確かに、子どもが法律婚で生まれようと事実婚で生まれようと法の適用が同じなら、結婚のメリットは何なのか、という話にもなってくる。

私が留学していた頃のイタリアは、フランスやドイツと比べ、キリスト教的倫理観がしっかりと根付いており、世間体や体裁を強く意識する傾向があった。

私も当時同棲していた彼氏の母親から、「親族に対して恥ずかしいから、一緒に暮らしたいのなら早く結婚を」と急かされた。しかし、今ではそんなことを言う親も減少傾向にある。

子どもたちはママを裏切らないもの

何はともあれ、イタリアで事実婚が増えた最大の要因は、簡単に離婚ができないという事情だろう。

子どもがいたり、共有財産がある場合、離婚するには夫婦がすでに法的に別居している必要がある。別居の申請をしてから最短半年で離婚が成立、協議離婚は12ヵ月、合意が叶わない場合は何年もかかる。

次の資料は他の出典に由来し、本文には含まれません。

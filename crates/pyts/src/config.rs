//! Configuration for pyts.
//!
//! Loads config from:
//! 1. Global: ~/.config/pyts/config.toml
//! 2. Per-project: .pyts/config.toml (overrides global)
//!
//! Command-line flags override both.
//!
//! Example config.toml:
//! ```toml
//! [translate]
//! indent_width = 4
//! runtime_module = "./runtime"
//! lazy_comprehensions = true
//! ```

use pyts_transpile::TranslateOptions;
use serde::Deserialize;
use std::path::{Path, PathBuf};

/// Translation settings. Unset fields leave the previous layer's value.
#[derive(Debug, Clone, Deserialize, Default, PartialEq, Eq)]
#[serde(default)]
pub struct TranslateConfig {
    pub indent_width: Option<usize>,
    pub runtime_module: Option<String>,
    pub lazy_comprehensions: Option<bool>,
    pub hoist_chain_operands: Option<bool>,
    pub diagnostics: Option<bool>,
}

impl TranslateConfig {
    fn merge(self, other: Self) -> Self {
        Self {
            indent_width: other.indent_width.or(self.indent_width),
            runtime_module: other.runtime_module.or(self.runtime_module),
            lazy_comprehensions: other.lazy_comprehensions.or(self.lazy_comprehensions),
            hoist_chain_operands: other.hoist_chain_operands.or(self.hoist_chain_operands),
            diagnostics: other.diagnostics.or(self.diagnostics),
        }
    }

    /// Write the set fields over `options`.
    pub fn apply(&self, options: &mut TranslateOptions) {
        if let Some(width) = self.indent_width {
            options.indent_width = width;
        }
        if let Some(module) = &self.runtime_module {
            options.runtime_module = module.clone();
        }
        if let Some(lazy) = self.lazy_comprehensions {
            options.lazy_comprehensions = lazy;
        }
        if let Some(hoist) = self.hoist_chain_operands {
            options.hoist_chain_operands = hoist;
        }
        if let Some(diagnostics) = self.diagnostics {
            options.diagnostics = diagnostics;
        }
    }
}

/// Root configuration structure.
#[derive(Debug, Clone, Deserialize, Default, PartialEq, Eq)]
#[serde(default)]
pub struct PytsConfig {
    pub translate: TranslateConfig,
}

impl PytsConfig {
    /// Global config merged with the project config under `root`.
    pub fn load(root: &Path) -> anyhow::Result<Self> {
        let mut config = Self::default();
        if let Some(global_path) = Self::global_config_path() {
            if let Some(global) = Self::load_file(&global_path)? {
                config = config.merge(global);
            }
        }
        let project_path = root.join(".pyts").join("config.toml");
        if let Some(project) = Self::load_file(&project_path)? {
            config = config.merge(project);
        }
        Ok(config)
    }

    fn global_config_path() -> Option<PathBuf> {
        let config_home = std::env::var("XDG_CONFIG_HOME")
            .map(PathBuf::from)
            .ok()
            .or_else(|| dirs::home_dir().map(|h| h.join(".config")))?;
        Some(config_home.join("pyts").join("config.toml"))
    }

    /// A missing file is not an error; an unreadable or invalid one is.
    fn load_file(path: &Path) -> anyhow::Result<Option<Self>> {
        if !path.is_file() {
            return Ok(None);
        }
        let content = std::fs::read_to_string(path)
            .map_err(|err| anyhow::anyhow!("reading {}: {err}", path.display()))?;
        let config = toml::from_str(&content)
            .map_err(|err| anyhow::anyhow!("parsing {}: {err}", path.display()))?;
        tracing::debug!(path = %path.display(), "loaded config");
        Ok(Some(config))
    }

    fn merge(self, other: Self) -> Self {
        Self {
            translate: self.translate.merge(other.translate),
        }
    }
}

#[cfg(test)]
mod tests {
    use super::*;
    use std::io::Write;
    use tempfile::TempDir;

    fn write_project_config(dir: &TempDir, content: &str) {
        let pyts_dir = dir.path().join(".pyts");
        std::fs::create_dir_all(&pyts_dir).unwrap();
        let mut file = std::fs::File::create(pyts_dir.join("config.toml")).unwrap();
        writeln!(file, "{content}").unwrap();
    }

    #[test]
    fn test_missing_file_is_none() {
        let dir = TempDir::new().unwrap();
        let loaded = PytsConfig::load_file(&dir.path().join("absent.toml")).unwrap();
        assert!(loaded.is_none());
    }

    #[test]
    fn test_load_project_file() {
        let dir = TempDir::new().unwrap();
        write_project_config(
            &dir,
            r#"
[translate]
indent_width = 4
runtime_module = "./rt"
"#,
        );
        let path = dir.path().join(".pyts").join("config.toml");
        let config = PytsConfig::load_file(&path).unwrap().unwrap();
        assert_eq!(config.translate.indent_width, Some(4));
        assert_eq!(config.translate.runtime_module.as_deref(), Some("./rt"));
        assert_eq!(config.translate.lazy_comprehensions, None);
    }

    #[test]
    fn test_invalid_file_is_an_error() {
        let dir = TempDir::new().unwrap();
        write_project_config(&dir, "[translate]\nindent_width = \"wide\"");
        let path = dir.path().join(".pyts").join("config.toml");
        assert!(PytsConfig::load_file(&path).is_err());
    }

    #[test]
    fn test_merge_is_field_by_field() {
        let global = PytsConfig {
            translate: TranslateConfig {
                indent_width: Some(4),
                lazy_comprehensions: Some(true),
                ..TranslateConfig::default()
            },
        };
        let project = PytsConfig {
            translate: TranslateConfig {
                indent_width: Some(8),
                ..TranslateConfig::default()
            },
        };
        let merged = global.merge(project);
        assert_eq!(merged.translate.indent_width, Some(8));
        assert_eq!(merged.translate.lazy_comprehensions, Some(true));
    }

    #[test]
    fn test_apply_keeps_unset_defaults() {
        let config = TranslateConfig {
            diagnostics: Some(true),
            ..TranslateConfig::default()
        };
        let mut options = TranslateOptions::default();
        config.apply(&mut options);
        assert!(options.diagnostics);
        assert_eq!(options.indent_width, TranslateOptions::default().indent_width);
        assert!(options.hoist_chain_operands);
    }
}
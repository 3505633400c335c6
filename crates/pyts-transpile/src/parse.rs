//! Tree-sitter adapter for Python source.

use crate::error::TranslateError;
use tree_sitter::{Parser, Tree};

/// Parse Python source into a concrete syntax tree.
///
/// The grammar is total: malformed input yields `ERROR` and missing nodes
/// inside the tree rather than an error here.
pub fn parse_python(source: &str) -> Result<Tree, TranslateError> {
    let mut parser = Parser::new();
    parser
        .set_language(&arborium_python::language().into())
        .map_err(|err| TranslateError::Language(err.to_string()))?;

    parser
        .parse(source, None)
        .ok_or_else(|| TranslateError::Parse("parsing was cancelled".into()))
}

#[cfg(test)]
mod tests {
    use super::*;

    #[test]
    fn test_malformed_input_still_parses() {
        let tree = parse_python("def broken(:\n    pass\n").unwrap();
        assert!(tree.root_node().has_error());
        assert_eq!(tree.root_node().kind(), "module");
    }
}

別居期間を長く設けるその背景には、夫婦の関係性の修復が意図されているのかもしれないが、私の周りの友人たちは離婚が成立していなくても、別のパートナーを見つけるなりして新しい人生を築いている。

こうした事例が当たり前になりつつあるのも、人生何十年も生きていくなかで結婚という制約に囚われ、苦しむのはごめんだ、と今の若い人たちが考えるようになったことの表れだろう。

義妹の相手は少し前から同じ街に暮らす二人の子持ちのバツイチ女性を好きになって、家に戻ってこなくなったのだそうだ。酷いけれど、事実婚らしい顛末だ。

失業中という理由で自分の子どもたちへの養育費も払われていないという。

「何よそれ、戦いなさいよ!」と親族の叔母さんにせっつかれても、「いいの、子どもたちがいるから。子どもたちはママを裏切らないもの」と言って、彼女は膝の上の5歳の息子をぎゅっと抱きしめた。

それを見ていた夫がひとこと小声で、「事実婚のせいでますます親子依存が増えていく気がする」とつぶやいた。